Playtime of the subconscious
Sometime ago, I gave up trying to control my insomnia.
Like a cat, I sleep when I'm tired, and at night amuse myself doing whatever I fancy when I'm not.
Usually, I'm awake best part of the afternoon and evening, which is convenient work-wise and for socialising.
Last night, after a couple of hours sleep, I was awake until a little after 6:30 am.
I don't fret if sleep doesn't visit me, I just carry on, thumbing my nose at the Sandman, and doing whatever is it hand, plus eating if and when I'm hungry.
It is conducive of the laid-back existence which suits me down to the ground.
Last night for instance, after a 2 am breakfast, I finished painting where I had replastered part of a wall that had become damaged.
It was very satisfying; then I listened to a podcast explaining problems with the two slit light wave experiment. However, I doubt I understood it well enough to be able to tell you about it, in spite of a lifelong fascination with quantum mechanics.
So, that brings me to my second sleep, and to dream # 129
I found myself in the office of a New York lawyer, seemingly as an invisible witness.
There were three people in the room, the lawyer, a smart young man who knew his business and displayed an aura of quiet confidence.
Opposite him, seated uncomfortably together at the table were an English couple.
They were related, dressed rather shabbily in expensive, but well worn country clothes.
They possessed the kind of rhetoric that only a private education and parents with pretensions to aristocracy can endow, and seemed to float through life with an air of entitlement.
In my dream, I was not party to the beginning of this conference, but it soon became apparent that the couple were executors to the literary estate of an author who died before the worldwide success of his last novel.
The person in danger of losing this inheritance, was the authors eight-year-old daughter.
I watched entranced as the young lawyer listened patiently, before laying out his view of the situation, and the steps he would be taking on behalf of his young client.
To see this grasping, scheming couple, squirming on their chairs, gave me great pleasure. Is there such a thing as justifiable schadenfreude? Because that is what I felt as the dream dissolved.
In the 1980s, I read a book called “An Experiment with Time”, by aeronautical engineer and philosopher J. W. Dunne. It's about precognitive dreams.

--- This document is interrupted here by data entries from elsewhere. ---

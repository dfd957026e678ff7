//! Target resolver (spec §4.2): map a symbolic target name to a
//! deduplicated, ordered list of destinations.

use spot_ast::{Destination, InventoryData, Overrides, Playbook, Target};
use thiserror::Error;

#[derive(Debug, Error)]
pub enum ResolveError {
    #[error("hosts for target {0} not found")]
    NotFound(String),
    #[error("invalid port in target {0:?}: {1}")]
    BadPort(String, std::num::ParseIntError),
}

/// Resolve `name` against the playbook's `targets` map and, failing that,
/// against the inventory and raw-address fallbacks (spec §4.2).
///
/// `task_user` is the task's own default user, if any -- it sits between
/// `overrides.user` and `playbook.user` in the precedence chain (spec §4.2
/// "User precedence"). Callers outside task context (e.g. `gen`'s preview)
/// pass `None`.
pub fn resolve(
    playbook: &Playbook,
    inventory: Option<&InventoryData>,
    overrides: &Overrides,
    task_user: Option<&str>,
    name: &str,
) -> Result<Vec<Destination>, ResolveError> {
    let default_user = overrides
        .user
        .clone()
        .or_else(|| task_user.map(|s| s.to_string()))
        .or_else(|| playbook.user.clone())
        .unwrap_or_else(whoami_fallback);

    let mut found;

    if let Some(target) = playbook.targets.get(name) {
        // A declared playbook target: empty result is a hard error (§4.2
        // step 5), never falls through to the raw-address parser.
        found = resolve_playbook_target(target, inventory);
        if found.is_empty() {
            return Err(ResolveError::NotFound(name.to_string()));
        }
    } else {
        found = Vec::new();
        if let Some(inv) = inventory {
            if !inv.group(name).is_empty() {
                found = inv.group(name).to_vec();
            } else if let Some(tagged) = resolve_by_tag(inv, name) {
                found = tagged;
            } else if let Some(named) = resolve_by_name(inv, name) {
                found = vec![named];
            } else if let Some(hosted) = resolve_by_host(inv, name) {
                found = vec![hosted];
            }
        }
        if found.is_empty() {
            found = vec![parse_raw_address(name, &default_user)?];
        }
    }

    for dest in found.iter_mut() {
        apply_user_precedence(dest, overrides, &default_user);
    }

    Ok(dedup(found))
}

fn whoami_fallback() -> String {
    std::env::var("USER").unwrap_or_else(|_| "root".to_string())
}

fn resolve_playbook_target(target: &Target, inventory: Option<&InventoryData>) -> Vec<Destination> {
    let mut out = Vec::new();
    out.extend(target.hosts.iter().cloned());

    if let Some(inv) = inventory {
        for name in &target.names {
            if let Some(found) = inv
                .all()
                .iter()
                .find(|d| d.display_name().eq_ignore_ascii_case(name))
            {
                out.push(found.clone());
            }
        }
        for group in &target.groups {
            out.extend(inv.group(group).iter().cloned());
        }
        for tag in &target.tags {
            out.extend(
                inv.all()
                    .iter()
                    .filter(|d| d.tags.iter().any(|t| t.eq_ignore_ascii_case(tag)))
                    .cloned(),
            );
        }
    }
    out
}

fn resolve_by_tag(inv: &InventoryData, tag: &str) -> Option<Vec<Destination>> {
    let matches: Vec<Destination> = inv
        .all()
        .iter()
        .filter(|d| d.tags.iter().any(|t| t.eq_ignore_ascii_case(tag)))
        .cloned()
        .collect();
    if matches.is_empty() { None } else { Some(matches) }
}

fn resolve_by_name(inv: &InventoryData, name: &str) -> Option<Destination> {
    inv.all()
        .iter()
        .find(|d| d.display_name().eq_ignore_ascii_case(name))
        .cloned()
}

fn resolve_by_host(inv: &InventoryData, host: &str) -> Option<Destination> {
    inv.all().iter().find(|d| d.host == host).cloned()
}

/// Parse `[user@]host[:port]` (spec §4.2 fallback step 5).
fn parse_raw_address(raw: &str, default_user: &str) -> Result<Destination, ResolveError> {
    let (user_part, rest) = match raw.split_once('@') {
        Some((u, r)) => (Some(u.to_string()), r),
        None => (None, raw),
    };

    let (host, port) = match rest.rsplit_once(':') {
        Some((h, p)) => {
            let port: u16 = p
                .parse()
                .map_err(|e| ResolveError::BadPort(raw.to_string(), e))?;
            (h.to_string(), port)
        }
        None => (rest.to_string(), 22),
    };

    Ok(Destination {
        name: Some(raw.to_string()),
        host,
        port,
        user: Some(user_part.unwrap_or_else(|| default_user.to_string())),
        tags: Vec::new(),
        proxy_command: None,
    })
}

/// `overrides.user > destination's own user > task user > playbook user`
/// (spec §4.2 "User precedence"). `default_user` has already folded in
/// overrides/playbook; `apply_user_precedence` only needs to decide whether
/// to keep a destination's own user or replace it with an override.
fn apply_user_precedence(dest: &mut Destination, overrides: &Overrides, default_user: &str) {
    if let Some(ref u) = overrides.user {
        dest.user = Some(u.clone());
    } else if dest.user.is_none() {
        dest.user = Some(default_user.to_string());
    }
}

/// Filter keeping the first occurrence per `(host, port, user)`, preserving
/// order (spec §4.2 "Deduplication").
fn dedup(dests: Vec<Destination>) -> Vec<Destination> {
    let mut seen = std::collections::HashSet::new();
    let mut out = Vec::with_capacity(dests.len());
    for d in dests {
        let key = d.identity("");
        if seen.insert(key) {
            out.push(d);
        }
    }
    out
}

#[cfg(test)]
mod tests {
    use super::*;
    use std::collections::HashMap;

    fn dest(host: &str) -> Destination {
        Destination {
            host: host.to_string(),
            ..Default::default()
        }
    }

    #[test]
    fn raw_host_port() {
        let pb = Playbook::default();
        let overrides = Overrides::default();
        let out = resolve(&pb, None, &overrides, None, "h1:2200").unwrap();
        assert_eq!(out.len(), 1);
        assert_eq!(out[0].host, "h1");
        assert_eq!(out[0].port, 2200);
    }

    #[test]
    fn user_at_host_port() {
        let pb = Playbook::default();
        let overrides = Overrides::default();
        let out = resolve(&pb, None, &overrides, None, "deploy@h1:2200").unwrap();
        assert_eq!(out[0].user.as_deref(), Some("deploy"));
        assert_eq!(out[0].port, 2200);
    }

    #[test]
    fn bad_port_errors() {
        let pb = Playbook::default();
        let overrides = Overrides::default();
        let err = resolve(&pb, None, &overrides, None, "h1:nope").unwrap_err();
        assert!(matches!(err, ResolveError::BadPort(_, _)));
    }

    #[test]
    fn empty_group_contributes_nothing_without_error() {
        let mut pb = Playbook::default();
        pb.targets.insert(
            "t".to_string(),
            Target {
                groups: vec!["empty".to_string()],
                ..Default::default()
            },
        );
        let mut inv = InventoryData {
            groups: HashMap::from([("empty".to_string(), vec![])]),
            hosts: vec![],
        };
        inv.materialize_all(None);
        let overrides = Overrides::default();
        let err = resolve(&pb, Some(&inv), &overrides, None, "t").unwrap_err();
        assert!(matches!(err, ResolveError::NotFound(_)));
    }

    #[test]
    fn task_user_sits_between_overrides_and_playbook_user() {
        let mut pb = Playbook {
            user: Some("playbook-default".to_string()),
            ..Default::default()
        };
        pb.targets.insert(
            "t".to_string(),
            Target {
                hosts: vec![dest("h1")],
                ..Default::default()
            },
        );
        let overrides = Overrides::default();

        // No task user set: falls back to playbook user.
        let out = resolve(&pb, None, &overrides, None, "t").unwrap();
        assert_eq!(out[0].user.as_deref(), Some("playbook-default"));

        // Task user set: wins over playbook user.
        let out = resolve(&pb, None, &overrides, Some("task-default"), "t").unwrap();
        assert_eq!(out[0].user.as_deref(), Some("task-default"));

        // CLI override still wins over task user.
        let overrides_cli = Overrides {
            user: Some("cli-override".to_string()),
            ..Default::default()
        };
        let out = resolve(&pb, None, &overrides_cli, Some("task-default"), "t").unwrap();
        assert_eq!(out[0].user.as_deref(), Some("cli-override"));
    }

    #[test]
    fn dedup_across_sources_keeps_first_occurrence_order() {
        let mut pb = Playbook::default();
        pb.targets.insert(
            "t".to_string(),
            Target {
                hosts: vec![dest("h1")],
                groups: vec!["g".to_string()],
                names: vec!["h1".to_string()],
                ..Default::default()
            },
        );
        let mut inv = InventoryData {
            groups: HashMap::from([("g".to_string(), vec![dest("h1")])]),
            hosts: vec![],
        };
        inv.materialize_all(None);
        let overrides = Overrides::default();
        let out = resolve(&pb, Some(&inv), &overrides, None, "t").unwrap();
        assert_eq!(out.len(), 1);
        assert_eq!(out[0].host, "h1");
    }
}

I found it very interesting, but I had my doubts about its veracity.
But I decided to follow his example anyway, and started a dream journal.
After 18 months, I had a file as thick as my thumb, and one evening I sat down with my diary, and compared its entries with my dreams.
I could find absolutely no evidence of any precognition, which was a disappointment that was however expected.
And so the project was shelved until the beginning of this year, when I was given a rather lovely notebook, the cover of which glistens with the gold of Gustav Klimt's “The Kiss”.
It's latest entry is dream #129
As it is coming to the end of this year, my initial hypothesis is that my subconscious likes to play games with the latest waking input.
It seems to draw together the experiences of the day, and stitches them together, much as one could make a coat from any scraps of material that were the right size.
Or, in my case, to make things out of found objects.
I guess I'd better stop now, as I have a meeting to attend.